Grossman explains he expects the response rate to WIN to be higher than for the Health Profile, meaning WIN respondents will provide a more "representative" picture of Group Health members. "The motivation for WIN is a strong desire to have a better sense of the state of Group Health’s health," Grossman says. DPC plans to use the data to plan future health promotion efforts—and to compare health measures for Group Health patients with those of other Washington residents, since WIN is modeled on the Washington State Behavioral Risk Factor Survey.
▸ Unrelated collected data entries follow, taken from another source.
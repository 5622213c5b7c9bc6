// Prompt templates for the audit reports and rescue tools.
// Placeholders in `{braces}` are filled by the builders in assembler.rs.

/// AI-tier audit. Replace: {industry}, {forbidden_terms}, {signature}
pub const BASIC_AUDIT_SYSTEM_TEMPLATE: &str = "\
あなたは地元の建設・介護・車検工場の社長を支える、実直で誠実なREMEDORAのWeb監査役です。
専門用語は使わず、入力された数値に基づき、経営者に対して厳しいが愛のある報告を行ってください。
{forbidden_terms}
業種：{industry}

判定基準（上から順に判定し、最初に当てはまったものを採用）：
1. 訪問数20未満 → 「入口に課題」。認知不足。
2. 訪問数20以上かつ反応率1%未満 → 「中身に課題」。魅力不足。
3. それ以外（反応率1%以上） → 「順調」。

出力フォーマット（この3つの見出し以外は作らない）：
【今週の結論】
（順調 / 入口に課題 / 中身に課題）

【事実の可視化】
（数値の解説と、それが経営にどう影響するか）

【次の一手】
（具体的な改善アクション1つ）

{signature}";

/// Replace: {industry}, {visits}, {clicks}, {source}
pub const BASIC_AUDIT_USER_TEMPLATE: &str = "\
業種：{industry}
今週のLP訪問数：{visits}人
LINE/電話ボタンのクリック数：{clicks}回
主な流入元：{source}";

/// Weekly comparison report. Replace: {industry}, {forbidden_terms}, {signature}
pub const WEEKLY_REPORT_SYSTEM_TEMPLATE: &str = "\
あなたは地元の中小企業の社長を支える、実直で誠実なREMEDORAのWeb監査役です。
先週と今週の数値を比べた週次レポートを書いてください。業種：{industry}
{forbidden_terms}

計算のルール：
- 差分・比率・成功ラインはすべて計算済みです。「確定した事実」に書かれた数字だけを使い、自分で計算し直さないこと。
- 前週が0の項目について、%・倍・割合などの比率表現を作ってはいけません。
- 「確定した事実」に比率が書かれていない場合、比率には一切触れないこと。

出力フォーマット（見出しと順番を変えない）：
【一行まとめ】
（今週を一行で）

【今週の事実】
（3行ちょうど。訪問数・クリック数・応募数または変更点）

【お客さんの動き】
（ページを見た人がどう動いたかを、数値に沿って説明）

【考えられること（推測）】
（推測であることが分かる書き方で。断定しない）

【次の一手】
（具体的な改善アクションを1つだけ）

【来週の見込み】
（成功ラインを必ずそのまま書く）

※このレポートは入力された数値からの推測を含みます。最終的な判断は現場の状況と合わせて行ってください。
{signature}";

/// Rescue tool: job-posting titles. Replace: {industry}, {safety}
pub const TITLE_SYSTEM_TEMPLATE: &str = "\
あなたは求人広告のコピーライターです。{industry}業界の求人で、クリック率を最大化する魅力的なタイトルを5つ考えてください。
ターゲット：地元で職を探している一般層。
ルール：
- 「高収入」「アットホーム」などのありきたりな表現は避ける。
- ターゲットのインサイト（本音の悩み）を突く。
- 30文字以内。
{safety}";

/// Replace: {job_type}, {source}
pub const TITLE_USER_TEMPLATE: &str = "\
募集職種：{job_type}
媒体：{source}
魅力的なタイトルを5案提示してください。";

/// Rescue tool: rewrite the owner's listing copy. Replace: {industry}, {safety}
pub const REWRITE_SYSTEM_TEMPLATE: &str = "\
あなたは敏腕編集者です。{industry}の社長が書いた少し固い、あるいは平凡な求人PR文を、求職者の感情を揺さぶる文章にリライトしてください。
ルール：
- 嘘はつかない。事実をベースにする。
- 「募集しています」ではなく「あなたの力が必要です」といった当事者意識を持たせる表現へ。
- 読みやすく、親しみやすいトーンで。
{safety}";

/// Replace: {original_text}
pub const REWRITE_USER_TEMPLATE: &str = "\
元の文章：
{original_text}

この文章を、より魅力的で応募したくなる文章にリライトしてください。";

/// Rescue tool: photo shot list. Replace: {industry}, {safety}
pub const PHOTO_SYSTEM_TEMPLATE: &str = "\
あなたはプロの求人カメラマン兼ディレクターです。
{industry}業界の求人で、求職者が「ここで働きたい」と思うような写真の構図を3つ具体的に指示してください。
ルール：
- 抽象的な指示（例：「笑顔の写真」）はNG。「誰が、どこで、何をしている時の、どの角度からの写真か」を具体的に書く。
- なぜその写真が良いかの理由も添える。
{safety}";

/// Replace: {photo_appeal}
pub const PHOTO_USER_TEMPLATE: &str = "\
アピールポイント：{photo_appeal}
スマホで撮れる範囲で、効果的な写真の指示書を作成してください。";

/// Rescue tool: reply to an applicant. Replace: {industry}, {safety}
pub const REPLY_SYSTEM_TEMPLATE: &str = "\
あなたは{industry}業界の採用担当者です。
応募者に対する、丁寧かつ親しみやすいLINEまたはメールの返信文を作成してください。
ルール：
- 堅苦しすぎる敬語（拝啓・敬具など）はLINEの場合は避ける。
- 相手が返信しやすい配慮を入れる。
- 必要な連絡事項を明確にする。
{safety}";

/// Replace: {reply_type}, {reply_details}
pub const REPLY_USER_TEMPLATE: &str = "\
返信の種類：{reply_type}
補足事項：{reply_details}
これらを盛り込んだ返信メッセージのドラフトを作成してください。";

/// Default reply kind when the form leaves it unset.
pub const DEFAULT_REPLY_TYPE: &str = "応募へのお礼と面接日程の提案";

/// Rescue tool: interview questions. Replace: {industry}, {safety}
pub const INTERVIEW_SYSTEM_TEMPLATE: &str = "\
あなたは{industry}業界のベテラン採用担当です。
応募者の表面的なスキルではなく、「人間性」や「長く続くかどうか」を見極めるための鋭い質問リストを作成してください。
{safety}";

/// Replace: {target_persona}
pub const INTERVIEW_USER_TEMPLATE: &str = "\
採用したい人物像：{target_persona}
この人物が自社に合うか、また覚悟があるかを見極めるための面接質問を5つ作成してください。";
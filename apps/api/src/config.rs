use anyhow::{Context, Result};

use crate::llm_client::DEFAULT_API_BASE;

/// Application configuration loaded from environment variables.
/// The Gemini API key is not part of it: callers supply it per request.
#[derive(Debug, Clone)]
pub struct Config {
    pub gemini_api_base: String,
    pub port: u16,
    pub rust_log: String,
}

impl Config {
    pub fn from_env() -> Result<Self> {
        dotenvy::dotenv().ok(); // load .env if present; ignore if missing

        Ok(Config {
            gemini_api_base: env_or("GEMINI_API_BASE", DEFAULT_API_BASE),
            port: env_or("PORT", "8080")
                .parse::<u16>()
                .context("PORT must be a valid port number")?,
            rust_log: env_or("RUST_LOG", "info"),
        })
    }
}

fn env_or(key: &str, default: &str) -> String {
    std::env::var(key).unwrap_or_else(|_| default.to_string())
}
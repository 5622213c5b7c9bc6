use std::sync::Arc;

use crate::inflight::InFlight;
use crate::llm_client::TextGenerator;

/// Shared application state injected into all route handlers via Axum extractors.
#[derive(Clone)]
pub struct AppState {
    /// Pluggable generator. Default: GeminiClient against the configured base URL.
    pub generator: Arc<dyn TextGenerator>,
    /// Forms with an action currently pending.
    pub inflight: InFlight,
}
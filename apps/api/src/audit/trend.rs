//! Week-over-week deltas for the weekly report.
//!
//! Only differences are computed here, never tiers. When any previous value
//! is zero, ratios are undefined and `ratios_suppressed` tells every renderer
//! downstream to leave out percentages and multipliers entirely.

use serde::Serialize;

/// Unit suffixes per metric.
pub const VISITS_UNIT: &str = "人";
pub const CLICKS_UNIT: &str = "回";
pub const APPLICATIONS_UNIT: &str = "件";

/// Signed difference rendering: `±0`, `+N`, `-N`.
pub fn format_delta(current: u32, previous: u32) -> String {
    let diff = i64::from(current) - i64::from(previous);
    match diff {
        0 => "±0".to_string(),
        d if d > 0 => format!("+{d}"),
        d => format!("{d}"),
    }
}

#[derive(Debug, Clone, Copy, PartialEq, Eq, Serialize)]
pub struct Delta {
    pub current: u32,
    pub previous: u32,
}

impl Delta {
    pub fn new(current: u32, previous: u32) -> Self {
        Self { current, previous }
    }

    pub fn difference(&self) -> i64 {
        i64::from(self.current) - i64::from(self.previous)
    }

    pub fn previous_is_zero(&self) -> bool {
        self.previous == 0
    }

    /// `"+5人"`, `"±0回"`, ...
    pub fn render(&self, unit: &str) -> String {
        format!("{}{unit}", format_delta(self.current, self.previous))
    }

    /// Whole-percent change versus the previous value; `None` when previous is zero.
    pub fn percent_change(&self) -> Option<i64> {
        if self.previous_is_zero() {
            return None;
        }
        let prev = i64::from(self.previous);
        let scaled = self.difference() * 100;
        // round half away from zero
        let rounded = if scaled >= 0 {
            (scaled + prev / 2) / prev
        } else {
            (scaled - prev / 2) / prev
        };
        Some(rounded)
    }
}

#[derive(Debug, Clone, PartialEq, Serialize)]
pub struct TrendDeltas {
    pub visits: Delta,
    pub clicks: Delta,
    pub applications: Option<u32>,
    /// True when any previous value is zero.
    pub ratios_suppressed: bool,
}

pub fn classify_with_trend(
    visits_current: u32,
    clicks_current: u32,
    visits_previous: u32,
    clicks_previous: u32,
    applications: Option<u32>,
) -> TrendDeltas {
    let visits = Delta::new(visits_current, visits_previous);
    let clicks = Delta::new(clicks_current, clicks_previous);
    TrendDeltas {
        ratios_suppressed: visits.previous_is_zero() || clicks.previous_is_zero(),
        visits,
        clicks,
        applications,
    }
}

/// Minimum click increase that counts as success next week.
///
/// 0–2 clicks: +1 or more. 3–9: +2 or more. 10 and up: +10% of this week,
/// rounded up to a whole click.
pub fn success_threshold(clicks_current: u32, ratios_suppressed: bool) -> String {
    match clicks_current {
        0..=2 => format!("+1{CLICKS_UNIT}以上"),
        3..=9 => format!("+2{CLICKS_UNIT}以上"),
        c => {
            let needed = c.div_ceil(10);
            if ratios_suppressed {
                format!("+{needed}{CLICKS_UNIT}以上")
            } else {
                format!("+{needed}{CLICKS_UNIT}以上（今週比+10%）")
            }
        }
    }
}

#[cfg(test)]
mod tests {
    use super::*;

    #[test]
    fn test_format_delta_signs() {
        assert_eq!(format_delta(10, 10), "±0");
        assert_eq!(format_delta(15, 10), "+5");
        assert_eq!(format_delta(7, 10), "-3");
        assert_eq!(format_delta(0, u32::MAX), format!("-{}", u32::MAX));
    }

    #[test]
    fn test_delta_render_appends_unit() {
        assert_eq!(Delta::new(15, 10).render(VISITS_UNIT), "+5人");
        assert_eq!(Delta::new(3, 3).render(CLICKS_UNIT), "±0回");
        assert_eq!(Delta::new(1, 4).render(CLICKS_UNIT), "-3回");
    }

    #[test]
    fn test_percent_change_undefined_for_zero_previous() {
        assert_eq!(Delta::new(5, 0).percent_change(), None);
        assert_eq!(Delta::new(15, 10).percent_change(), Some(50));
        assert_eq!(Delta::new(7, 10).percent_change(), Some(-30));
        assert_eq!(Delta::new(2, 3).percent_change(), Some(-33));
    }

    #[test]
    fn test_any_zero_previous_suppresses_ratios() {
        assert!(classify_with_trend(10, 1, 0, 2, None).ratios_suppressed);
        assert!(classify_with_trend(10, 1, 8, 0, None).ratios_suppressed);
        assert!(!classify_with_trend(10, 1, 8, 2, Some(1)).ratios_suppressed);
    }

    #[test]
    fn test_success_threshold_buckets() {
        assert_eq!(success_threshold(0, false), "+1回以上");
        assert_eq!(success_threshold(1, true), "+1回以上");
        assert_eq!(success_threshold(2, false), "+1回以上");
        assert_eq!(success_threshold(3, false), "+2回以上");
        assert_eq!(success_threshold(9, false), "+2回以上");
        assert_eq!(success_threshold(10, false), "+1回以上（今週比+10%）");
        assert_eq!(success_threshold(25, false), "+3回以上（今週比+10%）");
        assert_eq!(success_threshold(25, true), "+3回以上");
    }
}
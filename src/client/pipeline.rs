//! Explicit request/response middleware. Stages transform every outgoing
//! request in registration order before transmission; hooks observe every
//! response status in registration order before the result reaches the
//! caller.

use std::sync::Arc;

use reqwest::header::HeaderMap;
use reqwest::{Method, StatusCode, Url};

/// One outgoing call, constructed per request and mutated only by pipeline
/// stages before it is handed to the transport.
#[derive(Debug, Clone)]
pub struct OutgoingRequest {
    pub method: Method,
    pub url: Url,
    pub headers: HeaderMap,
    pub body: Option<serde_json::Value>,
}

impl OutgoingRequest {
    pub fn new(method: Method, url: Url) -> Self {
        Self { method, url, headers: HeaderMap::new(), body: None }
    }
}

pub trait RequestStage: Send + Sync {
    fn apply(&self, req: &mut OutgoingRequest);
}

pub trait ResponseHook: Send + Sync {
    fn on_status(&self, url: &Url, status: StatusCode);
}

#[derive(Clone, Default)]
pub struct Pipeline {
    stages: Vec<Arc<dyn RequestStage>>,
    hooks: Vec<Arc<dyn ResponseHook>>,
}

impl Pipeline {
    pub fn stage(mut self, stage: Arc<dyn RequestStage>) -> Self {
        self.stages.push(stage);
        self
    }

    pub fn hook(mut self, hook: Arc<dyn ResponseHook>) -> Self {
        self.hooks.push(hook);
        self
    }

    pub fn prepare(&self, req: &mut OutgoingRequest) {
        for stage in &self.stages {
            stage.apply(req);
        }
    }

    pub fn observe(&self, url: &Url, status: StatusCode) {
        for hook in &self.hooks {
            hook.on_status(url, status);
        }
    }
}

#[cfg(test)]
mod tests {
    use super::*;
    use reqwest::header::{HeaderName, HeaderValue};

    struct Append(&'static str);

    impl RequestStage for Append {
        fn apply(&self, req: &mut OutgoingRequest) {
            let prev = req
                .headers
                .get("x-trace")
                .and_then(|v| v.to_str().ok())
                .unwrap_or("")
                .to_string();
            let next = format!("{prev}{}", self.0);
            req.headers.insert(
                HeaderName::from_static("x-trace"),
                HeaderValue::from_str(&next).unwrap(),
            );
        }
    }

    #[test]
    fn stages_run_in_registration_order() {
        let pipeline = Pipeline::default()
            .stage(Arc::new(Append("a")))
            .stage(Arc::new(Append("b")));
        let mut req = OutgoingRequest::new(
            Method::GET,
            Url::parse("http://localhost/api/admin/users").unwrap(),
        );
        pipeline.prepare(&mut req);
        assert_eq!(req.headers.get("x-trace").unwrap(), "ab");
    }
}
Grossman emphasizes the importance of collaboration in these quality improvement efforts: "This is a crosscutting thing," he says. "We’re working with everyone—marketing and sales; Web services; communications—and not the least, of course, is the system for delivering care." Grossman points to the crucial role of research, and how the work of the Center for Health Studies and the MacColl Institute connects to Group Health–wide quality improvement efforts such as the Take Charge initiative.

"With the Center’s continued focus on solving problems in health care that Group Health can use, there is a really rich relationship between the delivery system and CHS," Grossman says. They share the common value of scientific discipline, the mission of transforming health care, and the strategy of achieving better health outcomes with lower costs.